====== Records shown ======
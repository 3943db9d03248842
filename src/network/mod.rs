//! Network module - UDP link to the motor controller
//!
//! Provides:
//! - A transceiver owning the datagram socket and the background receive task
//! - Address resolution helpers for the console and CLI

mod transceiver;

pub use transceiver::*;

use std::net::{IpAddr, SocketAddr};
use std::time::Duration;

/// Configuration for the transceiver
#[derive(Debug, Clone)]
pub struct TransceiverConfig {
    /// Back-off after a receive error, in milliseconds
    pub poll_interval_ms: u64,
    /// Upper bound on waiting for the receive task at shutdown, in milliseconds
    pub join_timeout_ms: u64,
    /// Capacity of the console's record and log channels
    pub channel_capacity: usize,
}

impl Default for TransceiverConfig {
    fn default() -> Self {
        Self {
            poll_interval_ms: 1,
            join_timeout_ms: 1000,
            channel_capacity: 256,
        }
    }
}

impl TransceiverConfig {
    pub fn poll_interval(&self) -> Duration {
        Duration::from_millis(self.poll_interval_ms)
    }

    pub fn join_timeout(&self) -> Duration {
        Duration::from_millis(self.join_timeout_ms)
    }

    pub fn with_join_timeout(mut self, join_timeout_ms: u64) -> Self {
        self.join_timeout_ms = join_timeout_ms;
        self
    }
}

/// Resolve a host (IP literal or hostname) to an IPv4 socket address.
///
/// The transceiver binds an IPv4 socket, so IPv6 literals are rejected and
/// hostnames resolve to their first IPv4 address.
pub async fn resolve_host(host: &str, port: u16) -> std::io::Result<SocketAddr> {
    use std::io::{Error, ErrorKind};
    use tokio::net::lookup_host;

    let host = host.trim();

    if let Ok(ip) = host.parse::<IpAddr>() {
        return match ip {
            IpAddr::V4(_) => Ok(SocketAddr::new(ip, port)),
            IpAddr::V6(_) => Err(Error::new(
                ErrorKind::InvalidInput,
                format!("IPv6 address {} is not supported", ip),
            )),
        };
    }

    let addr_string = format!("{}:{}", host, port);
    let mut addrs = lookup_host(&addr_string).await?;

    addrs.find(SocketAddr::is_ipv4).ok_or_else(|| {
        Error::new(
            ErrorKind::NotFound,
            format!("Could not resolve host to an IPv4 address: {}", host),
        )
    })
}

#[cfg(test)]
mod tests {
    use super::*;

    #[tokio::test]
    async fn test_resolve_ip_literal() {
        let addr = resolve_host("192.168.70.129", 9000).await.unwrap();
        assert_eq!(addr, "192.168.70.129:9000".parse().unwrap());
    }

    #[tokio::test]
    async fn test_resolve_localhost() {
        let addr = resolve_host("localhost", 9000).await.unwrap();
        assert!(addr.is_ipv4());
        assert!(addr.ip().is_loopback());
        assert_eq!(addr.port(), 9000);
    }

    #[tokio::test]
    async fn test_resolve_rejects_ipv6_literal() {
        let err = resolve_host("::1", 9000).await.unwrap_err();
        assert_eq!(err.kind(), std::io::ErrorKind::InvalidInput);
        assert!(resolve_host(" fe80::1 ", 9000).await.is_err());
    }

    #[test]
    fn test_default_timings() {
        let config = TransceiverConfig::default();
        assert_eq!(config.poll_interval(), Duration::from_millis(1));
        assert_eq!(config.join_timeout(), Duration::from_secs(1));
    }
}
======
====== Records shown ======
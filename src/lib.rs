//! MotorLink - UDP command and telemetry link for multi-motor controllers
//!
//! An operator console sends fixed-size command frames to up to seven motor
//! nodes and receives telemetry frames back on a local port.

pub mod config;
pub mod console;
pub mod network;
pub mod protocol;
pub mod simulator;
======
====== Records shown ======
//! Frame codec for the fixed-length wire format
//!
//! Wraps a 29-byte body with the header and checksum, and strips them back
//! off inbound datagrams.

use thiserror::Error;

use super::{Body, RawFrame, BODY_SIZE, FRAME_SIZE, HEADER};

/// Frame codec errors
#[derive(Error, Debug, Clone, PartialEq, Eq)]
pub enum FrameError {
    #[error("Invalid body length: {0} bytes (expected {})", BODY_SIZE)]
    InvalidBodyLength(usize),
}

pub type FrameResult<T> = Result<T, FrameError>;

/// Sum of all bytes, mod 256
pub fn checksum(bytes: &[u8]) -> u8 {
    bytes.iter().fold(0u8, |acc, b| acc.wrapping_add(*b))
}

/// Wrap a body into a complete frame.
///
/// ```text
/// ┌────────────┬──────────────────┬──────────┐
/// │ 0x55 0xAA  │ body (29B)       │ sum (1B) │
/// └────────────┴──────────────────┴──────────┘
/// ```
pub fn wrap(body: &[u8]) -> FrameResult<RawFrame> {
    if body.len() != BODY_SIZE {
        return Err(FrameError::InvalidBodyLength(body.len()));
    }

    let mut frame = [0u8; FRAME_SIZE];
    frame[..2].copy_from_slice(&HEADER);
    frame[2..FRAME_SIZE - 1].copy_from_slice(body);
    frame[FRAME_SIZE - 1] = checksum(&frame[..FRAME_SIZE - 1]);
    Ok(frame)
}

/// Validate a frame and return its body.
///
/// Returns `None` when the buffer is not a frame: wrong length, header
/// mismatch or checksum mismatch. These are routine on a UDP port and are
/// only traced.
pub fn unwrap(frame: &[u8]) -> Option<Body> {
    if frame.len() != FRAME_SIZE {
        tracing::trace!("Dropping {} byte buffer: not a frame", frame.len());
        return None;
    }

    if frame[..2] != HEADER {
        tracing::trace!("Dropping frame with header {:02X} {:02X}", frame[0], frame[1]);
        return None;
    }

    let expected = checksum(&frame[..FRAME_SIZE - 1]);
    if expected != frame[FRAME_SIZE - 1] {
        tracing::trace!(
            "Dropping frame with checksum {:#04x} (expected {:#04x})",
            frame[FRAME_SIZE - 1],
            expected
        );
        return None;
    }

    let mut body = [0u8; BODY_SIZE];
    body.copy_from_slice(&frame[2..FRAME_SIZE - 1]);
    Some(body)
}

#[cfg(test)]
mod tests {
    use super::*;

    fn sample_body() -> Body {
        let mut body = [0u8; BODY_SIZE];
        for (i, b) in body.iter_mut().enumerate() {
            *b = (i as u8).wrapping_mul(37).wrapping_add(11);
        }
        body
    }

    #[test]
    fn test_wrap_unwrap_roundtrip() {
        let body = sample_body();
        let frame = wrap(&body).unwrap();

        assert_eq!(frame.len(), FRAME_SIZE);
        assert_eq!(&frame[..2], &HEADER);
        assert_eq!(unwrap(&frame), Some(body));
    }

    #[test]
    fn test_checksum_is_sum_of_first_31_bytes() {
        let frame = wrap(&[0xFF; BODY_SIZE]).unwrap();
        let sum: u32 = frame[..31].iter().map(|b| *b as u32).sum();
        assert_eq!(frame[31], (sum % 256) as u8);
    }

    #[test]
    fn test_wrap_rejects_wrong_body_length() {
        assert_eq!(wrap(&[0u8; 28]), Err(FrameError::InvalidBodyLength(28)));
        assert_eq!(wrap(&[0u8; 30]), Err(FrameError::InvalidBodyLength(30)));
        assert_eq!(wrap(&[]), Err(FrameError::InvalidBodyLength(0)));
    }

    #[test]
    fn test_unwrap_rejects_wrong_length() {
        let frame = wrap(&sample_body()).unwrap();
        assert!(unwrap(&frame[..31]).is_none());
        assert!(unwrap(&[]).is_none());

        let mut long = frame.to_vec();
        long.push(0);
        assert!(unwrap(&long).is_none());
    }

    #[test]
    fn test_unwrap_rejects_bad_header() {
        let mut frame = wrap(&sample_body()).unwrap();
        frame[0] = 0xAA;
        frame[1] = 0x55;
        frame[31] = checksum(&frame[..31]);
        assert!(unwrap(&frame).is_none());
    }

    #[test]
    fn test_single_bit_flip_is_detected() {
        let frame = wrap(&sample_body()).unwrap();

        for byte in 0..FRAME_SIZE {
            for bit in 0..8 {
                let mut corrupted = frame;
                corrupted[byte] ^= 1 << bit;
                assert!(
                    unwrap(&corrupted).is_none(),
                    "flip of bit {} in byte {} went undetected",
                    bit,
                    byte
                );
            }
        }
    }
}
======
**Task objective**
Out of the entries, pull every line that mentions "Dropping".

**The completed task**
        tracing::trace!("Dropping {} byte buffer: not a frame", frame.len());
        tracing::trace!("Dropping frame with header {:02X} {:02X}", frame[0], frame[1]);
            "Dropping frame with checksum {:#04x} (expected {:#04x})",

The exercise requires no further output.